Voegelin's philosophy of history also demonstrates deference to Greek philosophy.  By emphasizing the movement of history towards a telos, Christianity (at least its Pauline expression) was much more interested in providing a meaning of history, than Greek philosophy.  Voegelin writes, "The classic [or Greek] meaning in history can be opposed by Paul with a meaning of history, because he knows the end of the story in the transfiguration that begins with the Resurrection." [8]   Christianity emphasized "the movement in the structure," in contrast to Greek philosophy's emphasis on "the structure in the movement." [9]   That is to say, Christianity highlighted the eschatological direction of history towards its telos, whereas Greek philosophy focused on the constant human experience or condition.

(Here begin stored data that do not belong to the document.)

//! Group Membership Manager - mappa conversazione -> connessioni iscritte
//!
//! Le membership NON sono persistite: vengono ricostruite da zero dallo
//! storage a ogni connessione. L'indice inverso (conn_id -> conversazioni)
//! rende la leave su disconnessione O(gruppi dell'utente) invece di una
//! scansione completa.
//!
//! Il broadcast fotografa l'insieme dei membri sotto lock, rilascia il lock e
//! solo dopo esegue le consegne: nessuna operazione di rete avviene mai con un
//! lock del registro in mano.

use crate::dtos::ServerEvent;
use crate::ws::presence::{ConnId, Delivery, PresenceRegistry};
use dashmap::DashMap;
use std::collections::HashSet;
use std::sync::Arc;
use tracing::{info, instrument, warn};

pub struct GroupRegistry {
    /// conversation_id -> connessioni attualmente iscritte
    groups: DashMap<i32, HashSet<ConnId>>,

    /// Indice inverso: conn_id -> conversazioni a cui è iscritta
    memberships: DashMap<ConnId, HashSet<i32>>,
}

impl GroupRegistry {
    pub fn new() -> Self {
        GroupRegistry {
            groups: DashMap::new(),
            memberships: DashMap::new(),
        }
    }

    /// Iscrive la connessione al gruppo della conversazione. Idempotente.
    #[instrument(skip(self), fields(conversation_id, conn_id))]
    pub fn join(&self, conversation_id: &i32, conn_id: ConnId) {
        self.groups
            .entry(*conversation_id)
            .or_default()
            .insert(conn_id);
        self.memberships
            .entry(conn_id)
            .or_default()
            .insert(*conversation_id);
    }

    /// Rimuove la connessione dal solo gruppo indicato, per quando un utente
    /// abbandona una conversazione restando connesso
    #[instrument(skip(self), fields(conversation_id, conn_id))]
    pub fn leave_conversation(&self, conversation_id: &i32, conn_id: ConnId) {
        if let Some(mut members) = self.groups.get_mut(conversation_id) {
            members.remove(&conn_id);
            if members.is_empty() {
                drop(members);
                self.groups.remove(conversation_id);
            }
        }
        if let Some(mut conversations) = self.memberships.get_mut(&conn_id) {
            conversations.remove(conversation_id);
            if conversations.is_empty() {
                drop(conversations);
                self.memberships.remove(&conn_id);
            }
        }
    }

    /// Rimuove la connessione da ogni gruppo a cui appartiene,
    /// chiamata alla disconnessione
    #[instrument(skip(self), fields(conn_id))]
    pub fn leave(&self, conn_id: ConnId) {
        let Some((_, conversation_ids)) = self.memberships.remove(&conn_id) else {
            return;
        };

        for conversation_id in conversation_ids {
            if let Some(mut members) = self.groups.get_mut(&conversation_id) {
                members.remove(&conn_id);
                if members.is_empty() {
                    drop(members);
                    self.groups.remove(&conversation_id);
                }
            }
        }
        info!("Connection removed from all groups");
    }

    /// Snapshot dei membri correnti del gruppo (il lock viene rilasciato subito)
    pub fn members(&self, conversation_id: &i32) -> Vec<ConnId> {
        self.groups
            .get(conversation_id)
            .map(|set| set.iter().copied().collect())
            .unwrap_or_default()
    }

    /// Consegna l'evento a ogni connessione del gruppo
    pub fn broadcast(
        &self,
        presence: &PresenceRegistry,
        conversation_id: &i32,
        event: Arc<ServerEvent>,
    ) -> usize {
        self.broadcast_filtered(presence, conversation_id, &HashSet::new(), event)
    }

    /// Consegna l'evento a ogni connessione del gruppo TRANNE quella
    /// chiamante: gli altri dispositivi dello stesso utente lo ricevono
    pub fn broadcast_except_conn(
        &self,
        presence: &PresenceRegistry,
        conversation_id: &i32,
        excluded_conn: ConnId,
        event: Arc<ServerEvent>,
    ) -> usize {
        let excluded = HashSet::from([excluded_conn]);
        self.broadcast_filtered(presence, conversation_id, &excluded, event)
    }

    /// Consegna l'evento a ogni connessione del gruppo TRANNE quelle di un
    /// utente (tutte: multi-dispositivo), per evitare l'eco verso chi ha
    /// generato l'evento (mark read)
    pub fn broadcast_except_user(
        &self,
        presence: &PresenceRegistry,
        conversation_id: &i32,
        excluded_user: &i32,
        event: Arc<ServerEvent>,
    ) -> usize {
        let excluded: HashSet<ConnId> = presence.connections_for(excluded_user).into_iter().collect();
        self.broadcast_filtered(presence, conversation_id, &excluded, event)
    }

    /// Loop di consegna comune: una connessione morta viene loggata, rimossa
    /// dai gruppi e saltata, senza mai interrompere le consegne rimanenti
    #[instrument(skip(self, presence, event, excluded), fields(conversation_id))]
    fn broadcast_filtered(
        &self,
        presence: &PresenceRegistry,
        conversation_id: &i32,
        excluded: &HashSet<ConnId>,
        event: Arc<ServerEvent>,
    ) -> usize {
        let snapshot = self.members(conversation_id);
        let total = snapshot.len();

        let mut sent = 0;
        for conn_id in snapshot {
            if excluded.contains(&conn_id) {
                continue;
            }
            match presence.deliver(conn_id, event.clone()) {
                Delivery::Sent => sent += 1,
                Delivery::Dropped => {}
                Delivery::Gone => {
                    warn!(conn_id, "Member connection gone, pruning from groups");
                    self.leave(conn_id);
                }
            }
        }

        info!(receivers = sent, members = total, "Event broadcast to group");
        sent
    }
}

impl Default for GroupRegistry {
    fn default() -> Self {
        Self::new()
    }
}
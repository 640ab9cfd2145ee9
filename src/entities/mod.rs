//! Entities module - Entità del dominio applicativo
//!
//! Questo modulo contiene tutte le entità (models) che rappresentano i dati persistiti nel database.
//! Ogni entity corrisponde a una tabella nel database.

pub mod conversation;
pub mod enums;
pub mod message;
pub mod participant;
pub mod user;

// Re-exports per facilitare l'import
pub use conversation::Conversation;
pub use enums::MessageType;
pub use message::Message;
pub use participant::ConversationParticipant;
pub use user::User;
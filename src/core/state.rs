//! Application State - Stato globale dell'applicazione
//!
//! Contiene tutti i repository, le strutture di presenza/gruppi e lo stato
//! condiviso necessario per gestire l'applicazione. Viene costruito una volta
//! dal service root e passato per riferimento (Arc) a tutti gli handler:
//! niente stato statico nascosto, ogni test può crearsi la propria istanza.

use crate::repositories::{
    ConversationRepository, MessageRepository, ParticipantRepository, ReadReceiptRepository,
    UserRepository,
};
use crate::ws::groups::GroupRegistry;
use crate::ws::locks::KeyedLocks;
use crate::ws::presence::PresenceRegistry;
use crate::ws::resolver::PairLocks;
use sqlx::MySqlPool;

/// Stato globale dell'applicazione condiviso tra tutte le route e middleware
pub struct AppState {
    /// Repository per la gestione degli utenti
    pub user: UserRepository,

    /// Repository per la gestione delle conversazioni
    pub conversations: ConversationRepository,

    /// Repository per la gestione dei partecipanti alle conversazioni
    pub participants: ParticipantRepository,

    /// Repository per la gestione dei messaggi
    pub msg: MessageRepository,

    /// Repository per le ricevute di lettura
    pub receipts: ReadReceiptRepository,

    /// Secret key per JWT token
    pub jwt_secret: String,

    /// Mappa bidirezionale utente <-> connessioni live con i canali di uscita
    pub presence: PresenceRegistry,

    /// Mappa conversazione -> connessioni iscritte, con indice inverso
    pub groups: GroupRegistry,

    /// Sezioni critiche per la find-or-create di conversazioni, una per coppia di utenti
    pub pair_locks: PairLocks,

    /// Serializzazione degli invii concorrenti nella stessa conversazione
    pub send_locks: KeyedLocks<i32>,
}

impl AppState {
    /// Crea una nuova istanza di AppState inizializzando tutti i repository
    /// con il pool di connessioni fornito e la JWT secret.
    pub fn new(pool: MySqlPool, jwt_secret: String) -> Self {
        Self {
            user: UserRepository::new(pool.clone()),
            conversations: ConversationRepository::new(pool.clone()),
            participants: ParticipantRepository::new(pool.clone()),
            msg: MessageRepository::new(pool.clone()),
            receipts: ReadReceiptRepository::new(pool),
            jwt_secret,
            presence: PresenceRegistry::new(),
            groups: GroupRegistry::new(),
            pair_locks: PairLocks::new(),
            send_locks: KeyedLocks::new(),
        }
    }
}
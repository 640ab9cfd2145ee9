//! Repositories module - Coordinatore per tutti i repository del progetto
//!
//! Questo modulo organizza i repository in sotto-moduli separati per una migliore manutenibilità.
//! Ogni repository gestisce le operazioni di database per una specifica entità.
//!
//! Le query sono tutte esplicite e "flat": niente caricamento lazy di grafi di
//! oggetti, ogni metodo ritorna righe già joinate pronte per il dispatcher.
//! Si usa la variante runtime `query_as::<_, T>` (con `FromRow` sulle entity)
//! al posto della macro compile-time, che richiederebbe lo schema raggiungibile
//! in fase di build.

pub mod conversation;
pub mod message;
pub mod participant;
pub mod read_receipt;
pub mod traits;
pub mod user;

// Re-esportazione dei trait per facilitare l'import
pub use traits::{Create, Read};

// Re-esportazione delle struct dei repository per facilitare l'import
pub use conversation::ConversationRepository;
pub use message::MessageRepository;
pub use participant::ParticipantRepository;
pub use read_receipt::ReadReceiptRepository;
pub use user::UserRepository;
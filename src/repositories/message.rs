//! MessageRepository - Repository per la gestione dei messaggi

use super::{Create, Read};
use crate::dtos::CreateMessageDTO;
use crate::entities::Message;
use crate::entities::message::DELETED_MESSAGE_TOMBSTONE;
use chrono::{DateTime, Utc};
use sqlx::{Error, MySqlPool};

const MESSAGE_COLUMNS: &str = "message_id, conversation_id, sender_id, content, message_type, file_url, sent_at, is_edited, is_deleted";

// MESSAGE REPO
pub struct MessageRepository {
    connection_pool: MySqlPool,
}

impl MessageRepository {
    pub fn new(connection_pool: MySqlPool) -> Self {
        Self { connection_pool }
    }

    /// Get paginated messages for a conversation, soft-deleted rows excluded
    ///
    /// Supports both:
    /// - Loading recent messages (when `before_date` is None): gets the most recent `limit` messages
    /// - Loading older messages (when `before_date` is Some): gets `limit` messages before that date
    ///
    /// # Returns
    /// Messages ordered from newest to oldest (DESC), limited to `limit` count
    pub async fn find_many_paginated(
        &self,
        conversation_id: &i32,
        before_date: Option<&DateTime<Utc>>,
        limit: i64,
    ) -> Result<Vec<Message>, Error> {
        let messages = if let Some(before) = before_date {
            sqlx::query_as::<_, Message>(&format!(
                r#"
                SELECT {MESSAGE_COLUMNS}
                FROM messages
                WHERE conversation_id = ?
                  AND is_deleted = FALSE
                  AND sent_at < ?
                ORDER BY sent_at DESC
                LIMIT ?
                "#
            ))
            .bind(conversation_id)
            .bind(before)
            .bind(limit)
            .fetch_all(&self.connection_pool)
            .await?
        } else {
            sqlx::query_as::<_, Message>(&format!(
                r#"
                SELECT {MESSAGE_COLUMNS}
                FROM messages
                WHERE conversation_id = ?
                  AND is_deleted = FALSE
                ORDER BY sent_at DESC
                LIMIT ?
                "#
            ))
            .bind(conversation_id)
            .bind(limit)
            .fetch_all(&self.connection_pool)
            .await?
        };

        Ok(messages)
    }

    /// The most recent visible message of a conversation, for the DM list
    pub async fn find_last_message(
        &self,
        conversation_id: &i32,
    ) -> Result<Option<Message>, Error> {
        let message = sqlx::query_as::<_, Message>(&format!(
            r#"
            SELECT {MESSAGE_COLUMNS}
            FROM messages
            WHERE conversation_id = ? AND is_deleted = FALSE
            ORDER BY sent_at DESC
            LIMIT 1
            "#
        ))
        .bind(conversation_id)
        .fetch_optional(&self.connection_pool)
        .await?;

        Ok(message)
    }

    /// Ids of messages in the conversation authored by someone other than
    /// `reader_id` that have no read receipt for that reader yet
    pub async fn find_unread_ids(
        &self,
        conversation_id: &i32,
        reader_id: &i32,
    ) -> Result<Vec<i32>, Error> {
        let ids = sqlx::query_scalar::<_, i32>(
            r#"
            SELECT m.message_id
            FROM messages m
            LEFT JOIN read_receipts rr
                ON rr.message_id = m.message_id AND rr.user_id = ?
            WHERE m.conversation_id = ?
              AND m.sender_id <> ?
              AND rr.message_id IS NULL
            ORDER BY m.sent_at ASC
            "#,
        )
        .bind(reader_id)
        .bind(conversation_id)
        .bind(reader_id)
        .fetch_all(&self.connection_pool)
        .await?;

        Ok(ids)
    }

    /// Unread count for the conversation list, derived from read receipts
    pub async fn count_unread(
        &self,
        conversation_id: &i32,
        reader_id: &i32,
    ) -> Result<i64, Error> {
        let count = sqlx::query_scalar::<_, i64>(
            r#"
            SELECT COUNT(*)
            FROM messages m
            LEFT JOIN read_receipts rr
                ON rr.message_id = m.message_id AND rr.user_id = ?
            WHERE m.conversation_id = ?
              AND m.sender_id <> ?
              AND m.is_deleted = FALSE
              AND rr.message_id IS NULL
            "#,
        )
        .bind(reader_id)
        .bind(conversation_id)
        .bind(reader_id)
        .fetch_one(&self.connection_pool)
        .await?;

        Ok(count)
    }

    /// Aggregate unread count across every conversation the reader
    /// participates in, for the badge on the DM list
    pub async fn count_unread_total(&self, reader_id: &i32) -> Result<i64, Error> {
        let count = sqlx::query_scalar::<_, i64>(
            r#"
            SELECT COUNT(*)
            FROM messages m
            JOIN conversation_participants cp
                ON cp.conversation_id = m.conversation_id AND cp.user_id = ?
            LEFT JOIN read_receipts rr
                ON rr.message_id = m.message_id AND rr.user_id = ?
            WHERE m.sender_id <> ?
              AND m.is_deleted = FALSE
              AND rr.message_id IS NULL
            "#,
        )
        .bind(reader_id)
        .bind(reader_id)
        .bind(reader_id)
        .fetch_one(&self.connection_pool)
        .await?;

        Ok(count)
    }

    /// Replace the content of a message and flag it as edited
    pub async fn update_content(&self, message_id: &i32, content: &str) -> Result<(), Error> {
        sqlx::query("UPDATE messages SET content = ?, is_edited = TRUE WHERE message_id = ?")
            .bind(content)
            .bind(message_id)
            .execute(&self.connection_pool)
            .await?;

        Ok(())
    }

    /// Soft delete: the row stays, content becomes the tombstone string
    pub async fn mark_deleted(&self, message_id: &i32) -> Result<(), Error> {
        sqlx::query("UPDATE messages SET content = ?, is_deleted = TRUE WHERE message_id = ?")
            .bind(DELETED_MESSAGE_TOMBSTONE)
            .bind(message_id)
            .execute(&self.connection_pool)
            .await?;

        Ok(())
    }
}

impl Create<Message, CreateMessageDTO> for MessageRepository {
    async fn create(&self, data: &CreateMessageDTO) -> Result<Message, Error> {
        let result = sqlx::query(
            r#"
            INSERT INTO messages (conversation_id, sender_id, content, message_type, file_url, sent_at, is_edited, is_deleted)
            VALUES (?, ?, ?, ?, ?, ?, FALSE, FALSE)
            "#,
        )
        .bind(data.conversation_id)
        .bind(data.sender_id)
        .bind(&data.content)
        .bind(&data.message_type)
        .bind(&data.file_url)
        .bind(data.sent_at)
        .execute(&self.connection_pool)
        .await?;

        let new_id = result.last_insert_id() as i32;

        Ok(Message {
            message_id: new_id,
            conversation_id: data.conversation_id,
            sender_id: data.sender_id,
            content: data.content.clone(),
            message_type: data.message_type.clone(),
            file_url: data.file_url.clone(),
            sent_at: data.sent_at,
            is_edited: false,
            is_deleted: false,
        })
    }
}

impl Read<Message, i32> for MessageRepository {
    async fn read(&self, id: &i32) -> Result<Option<Message>, Error> {
        let message = sqlx::query_as::<_, Message>(&format!(
            r#"
            SELECT {MESSAGE_COLUMNS}
            FROM messages
            WHERE message_id = ?
            "#
        ))
        .bind(id)
        .fetch_optional(&self.connection_pool)
        .await?;

        Ok(message)
    }
}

Voegelin himself provided the meaning in history, a recovery of the structure in the movement.  And it is this focus that demonstrates his deference to Greek philosophy.  Two of the clearest examples are his attempt to identify the constants of human experience and his theory of equivalence.  He sought to reclaim the human condition in its fullness that had been distorted by modern psychopathologies.  By the removal of transcendence, modern man attempted to murder God and become "super-man," driven by his libido dominandi (the lust for power). [10]   But Voegelin demonstrated that man is "In-between" (metaxy), literally in between the animal and the divine.  This is the human condition.  And against those who attempted to divide history between a before and an after, culminating in their philosophy, Voegelin emphasized the equivalence between the human experience being symbolized.  He writes, "the enthusiasm of renewal and discovery can be so intense that it will transfigure the new truth into absolute Truth--an ultimate Truth that relegates all previous truth to the state of pseudos, a lie." [11]   He continues, "[T]he enthusiasm can also be tempered by awareness that the truth emerging from the process is not entirely new . . . but a differentiated and therefore superior insight into the same reality."  For example, man's "search for the ground," or an existential pull towards his source of existence, is a constant human experience.  Though this expression has been demonstrated in a variety of ways (e.g. Heraclitus's "love, hope, and faith," or St. Augustine 's amor dei), they are essentially equivalent--that is, they express the same movement of the soul in man.  Thus, by emphasizing the structure in the movement, Voegelin's philosophy of history has Greek philosophy as its touchstone. [12]   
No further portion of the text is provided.